:: SOURCE MATERIAL ::

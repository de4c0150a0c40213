use serde::{Deserialize, Serialize};
use std::fmt;

/// The fixed set of tools a query can be routed to.
#[derive(Debug, Clone, Copy, PartialEq, Eq, Hash, Serialize, Deserialize)]
#[serde(rename_all = "lowercase")]
pub enum ToolId {
    Math,
    Weather,
    Llm,
}

impl ToolId {
    pub fn all() -> &'static [ToolId] {
        &[ToolId::Math, ToolId::Weather, ToolId::Llm]
    }

    pub fn as_str(&self) -> &'static str {
        match self {
            ToolId::Math => "math",
            ToolId::Weather => "weather",
            ToolId::Llm => "llm",
        }
    }

    /// Exact, case-sensitive lookup. Near misses are not guessed at.
    pub fn from_name(name: &str) -> Option<Self> {
        ToolId::all().iter().copied().find(|t| t.as_str() == name)
    }
}

impl fmt::Display for ToolId {
    fn fmt(&self, f: &mut fmt::Formatter<'_>) -> fmt::Result {
        f.write_str(self.as_str())
    }
}

/// `tool_used` as reported to callers. `Unknown` is the sentinel for
/// queries that could not be routed.
#[derive(Debug, Clone, Copy, PartialEq, Eq, Serialize, Deserialize)]
#[serde(rename_all = "lowercase")]
pub enum ToolUsed {
    Math,
    Weather,
    Llm,
    Unknown,
}

impl ToolUsed {
    pub fn tool(&self) -> Option<ToolId> {
        match self {
            ToolUsed::Math => Some(ToolId::Math),
            ToolUsed::Weather => Some(ToolId::Weather),
            ToolUsed::Llm => Some(ToolId::Llm),
            ToolUsed::Unknown => None,
        }
    }

    pub fn as_str(&self) -> &'static str {
        match self.tool() {
            Some(tool) => tool.as_str(),
            None => "unknown",
        }
    }
}

impl From<ToolId> for ToolUsed {
    fn from(tool: ToolId) -> Self {
        match tool {
            ToolId::Math => ToolUsed::Math,
            ToolId::Weather => ToolUsed::Weather,
            ToolId::Llm => ToolUsed::Llm,
        }
    }
}

impl fmt::Display for ToolUsed {
    fn fmt(&self, f: &mut fmt::Formatter<'_>) -> fmt::Result {
        f.write_str(self.as_str())
    }
}

// Query endpoint
#[derive(Serialize, Deserialize, Debug, Clone)]
pub struct QueryRequest {
    #[serde(default)]
    pub query: String,
}

impl QueryRequest {
    pub fn new(query: impl Into<String>) -> Self {
        Self { query: query.into() }
    }
}

#[derive(Serialize, Deserialize, Debug, Clone, PartialEq)]
pub struct RoutedResponse {
    pub query: String,
    pub tool_used: ToolUsed,
    pub result: String,
}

:: WORK ORDER ::
What is the number of lines in the listing that contain "ToolUsed"? State it and nothing more.

:: TASK OUTPUT ::
12